Every line containing the word "button" is to be copied from the data below.

(Saved data entries)
----
//! The single-page form and decision view

use super::charts::{bar_chart_svg, pie_chart_svg};
use super::format::{escape_html, fixed2, percent, rupees};
use crate::analysis::result::{DecisionReport, Verdict};
use crate::error::CreditError;
use crate::features::{
    ApplicantInput, Categorical, EducationLevel, EmployerCategory, EmploymentStatus, FormSection,
    Gender, LoanPurpose, MaritalStatus, PropertyArea, NUMERIC_FIELDS,
};

/// Page title
pub const TITLE: &str = "CreditWise Loan Approval System";

const STYLE: &str = r#"
body {font-family:-apple-system,BlinkMacSystemFont,"Segoe UI",Roboto,sans-serif;margin:0;padding:24px 48px;color:#262730}
.title {font-size:40px;font-weight:700;color:#1f4eff}
.subtitle {font-size:18px;color:#555}
hr {border:none;border-top:1px solid #e6e6e6;margin:24px 0}
.columns {display:grid;grid-template-columns:1.2fr 1fr;gap:32px}
.section {background:#f8f9ff;padding:18px;border-radius:14px;margin-bottom:20px}
.field {display:flex;flex-direction:column;margin-bottom:12px}
.field label {font-size:14px;margin-bottom:4px}
.field input,.field select {padding:8px;border:1px solid #d0d3de;border-radius:8px;font-size:15px}
button.primary {width:100%;padding:12px;font-size:17px;border:none;border-radius:10px;background:#ff4b4b;color:white;cursor:pointer}
.approved {background:#e7f7ef;padding:20px;border-radius:14px;color:#177245}
.rejected {background:#fdeaea;padding:20px;border-radius:14px;color:#9c1c1c}
.failure {background:#fff4e5;padding:20px;border-radius:14px;color:#8a4b00}
.verdict {font-size:26px;font-weight:700}
.note {font-size:13px;color:#777}
.progress {background:#eceef4;border-radius:8px;height:14px;overflow:hidden}
.progress > div {background:#1f4eff;height:100%}
.metrics {display:grid;grid-template-columns:repeat(3,1fr);gap:16px}
.metric-label {font-size:14px;color:#555}
.metric-value {font-size:32px}
"#;

/// What to show under the form
#[derive(Debug, Clone, Copy)]
pub enum Outcome<'a> {
    /// Initial load: form only
    Blank,
    /// A completed assessment
    Report(&'a DecisionReport),
    /// The submission could not be scored
    Failed(&'a CreditError),
}

/// Render the full page: header, form pre-filled with `input`, then `outcome`
///
/// # Arguments
///
/// * `input` - Values to pre-fill the form with (defaults, or what was submitted)
/// * `outcome` - Nothing yet, a decision report, or the error that stopped scoring
///
/// # Returns
///
/// A complete HTML document with inline CSS and inline SVG charts
///
/// # Example
///
/// ```
/// use creditwise::render::{render_page, Outcome};
/// use creditwise::ApplicantInput;
///
/// let html = render_page(&ApplicantInput::default(), Outcome::Blank);
/// assert!(html.contains("Check Loan Eligibility"));
/// ```
pub fn render_page(input: &ApplicantInput, outcome: Outcome<'_>) -> String {
    let mut html = String::with_capacity(16 * 1024);

    html.push_str("<!DOCTYPE html><html lang=\"en\"><head><meta charset=\"utf-8\">");
    html.push_str("<meta name=\"viewport\" content=\"width=device-width, initial-scale=1\">");
    html.push_str(&format!("<title>{}</title>", TITLE));
    html.push_str(&format!("<style>{}</style></head><body>", STYLE));

    html.push_str(&format!("<div class=\"title\">💳 {}</div>", TITLE));
    html.push_str(
        "<div class=\"subtitle\">Loan eligibility prediction with explainable ML</div><hr>",
    );

    html.push_str(&render_form(input));

    match outcome {
        Outcome::Blank => {}
        Outcome::Report(report) => {
            html.push_str("<hr>");
            html.push_str(&render_report(report));
        }
        Outcome::Failed(err) => {
            html.push_str("<hr>");
            html.push_str(&render_failure(err));
        }
    }

    html.push_str("</body></html>");
    html
}

fn render_form(input: &ApplicantInput) -> String {
    let mut financial = String::from("<div class=\"section\"><h3>💰 Financial Details</h3>");
    let mut personal = String::from("<div class=\"section\"><h3>👤 Personal &amp; Loan Info</h3>");

    for field in NUMERIC_FIELDS.iter() {
        let max = field
            .max
            .map(|m| format!(" max=\"{}\"", m))
            .unwrap_or_default();
        let widget = format!(
            "<div class=\"field\"><label for=\"{key}\">{label}</label><input type=\"number\" id=\"{key}\" name=\"{key}\" min=\"{min}\"{max} step=\"{step}\" value=\"{value}\" required></div>",
            key = field.key,
            label = escape_html(field.label),
            min = field.min,
            max = max,
            step = field.step,
            value = (field.get)(input)
        );
        match field.section {
            FormSection::Financial => financial.push_str(&widget),
            FormSection::Personal => personal.push_str(&widget),
        }
    }

    personal.push_str(&select(input.employment_status));
    personal.push_str(&select(input.marital_status));
    personal.push_str(&select(input.gender));
    personal.push_str(&select(input.education_level));
    personal.push_str(&select(input.employer_category));
    personal.push_str(&select(input.loan_purpose));
    personal.push_str(&select(input.property_area));

    financial.push_str("</div>");
    personal.push_str("</div>");

    format!(
        "<form method=\"post\" action=\"/\"><div class=\"columns\"><div>{}</div><div>{}</div></div><hr><button class=\"primary\" type=\"submit\">🔍 Check Loan Eligibility</button></form>",
        financial, personal
    )
}

/// Dropdown for a categorical field with `current` pre-selected
fn select<T: Categorical>(current: T) -> String {
    let key = T::FIELD.to_lowercase();
    let options: String = T::ALL
        .iter()
        .map(|&v| {
            let label = escape_html(v.label());
            let selected = if v == current { " selected" } else { "" };
            format!("<option value=\"{label}\"{selected}>{label}</option>")
        })
        .collect();

    format!(
        "<div class=\"field\"><label for=\"{key}\">{display}</label><select id=\"{key}\" name=\"{key}\">{options}</select></div>",
        key = key,
        display = T::DISPLAY,
        options = options
    )
}

fn render_report(report: &DecisionReport) -> String {
    let decision = &report.decision;
    let mut html = String::from("<h2>📊 Loan Decision</h2>");

    let (class, icon) = match decision.verdict {
        Verdict::Approved => ("approved", "✅"),
        Verdict::Rejected => ("rejected", "❌"),
    };
    html.push_str(&format!(
        "<div class=\"{class}\" id=\"verdict\" data-verdict=\"{verdict}\"><div class=\"verdict\">{icon} {headline}</div><div>Confidence: <span id=\"confidence\">{confidence}</span></div>",
        class = class,
        verdict = class,
        icon = icon,
        headline = decision.verdict.headline(),
        confidence = percent(decision.confidence, 2)
    ));
    if !decision.probability_estimated {
        html.push_str(
            "<div class=\"note\">The model does not estimate probabilities; confidence is a neutral 50%.</div>",
        );
    }
    html.push_str("</div>");

    html.push_str("<h2>📈 Approval Confidence</h2>");
    html.push_str(&format!(
        "<div class=\"progress\" role=\"progressbar\" aria-valuemin=\"0\" aria-valuemax=\"100\" aria-valuenow=\"{now:.0}\"><div style=\"width:{width:.2}%\"></div></div>",
        now = decision.confidence_percent(),
        width = decision.confidence_percent()
    ));

    let snapshot = &report.snapshot;
    html.push_str("<h2>💰 Financial Snapshot</h2><div class=\"metrics\">");
    for (id, label, value) in [
        ("total-income", "Total Income", rupees(snapshot.total_income)),
        ("dti-ratio", "DTI Ratio", fixed2(snapshot.dti_ratio)),
        ("savings-ratio", "Savings Ratio", fixed2(snapshot.savings_ratio)),
    ] {
        html.push_str(&format!(
            "<div><div class=\"metric-label\">{label}</div><div class=\"metric-value\" id=\"{id}\">{value}</div></div>"
        ));
    }
    html.push_str("</div>");

    html.push_str("<h2>📊 Risk vs Strength Analysis</h2>");
    html.push_str(&chart_block("bar-chart", bar_chart_svg(&report.flags)));

    html.push_str("<h2>⚖️ Risk vs Strength Balance</h2>");
    html.push_str(&chart_block(
        "pie-chart",
        pie_chart_svg(report.flags.balance().as_ref()),
    ));

    html
}

/// Wrap a drawn chart; a chart that failed to draw degrades to a note
fn chart_block(class: &str, chart: Result<String, CreditError>) -> String {
    match chart {
        Ok(svg) => format!("<div class=\"chart {}\">{}</div>", class, svg),
        Err(err) => {
            log::warn!("{}", err);
            format!(
                "<div class=\"chart {} note\">Chart unavailable: {}</div>",
                class,
                escape_html(&err.to_string())
            )
        }
    }
}

fn render_failure(err: &CreditError) -> String {
    let heading = if err.is_client_error() {
        "Please check the form"
    } else {
        "The application could not be scored"
    };
    format!(
        "<div class=\"failure\" id=\"failure\"><div class=\"verdict\">⚠️ {}</div><div>{}</div></div>",
        heading,
        escape_html(&err.to_string())
    )
}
----
▶ _Solution for this exercise_:
button.primary {width:100%;padding:12px;font-size:17px;border:none;border-radius:10px;background:#ff4b4b;color:white;cursor:pointer}
        "<form method=\"post\" action=\"/\"><div class=\"columns\"><div>{}</div><div>{}</div></div><hr><button class=\"primary\" type=\"submit\">🔍 Check Loan Eligibility</button></form>",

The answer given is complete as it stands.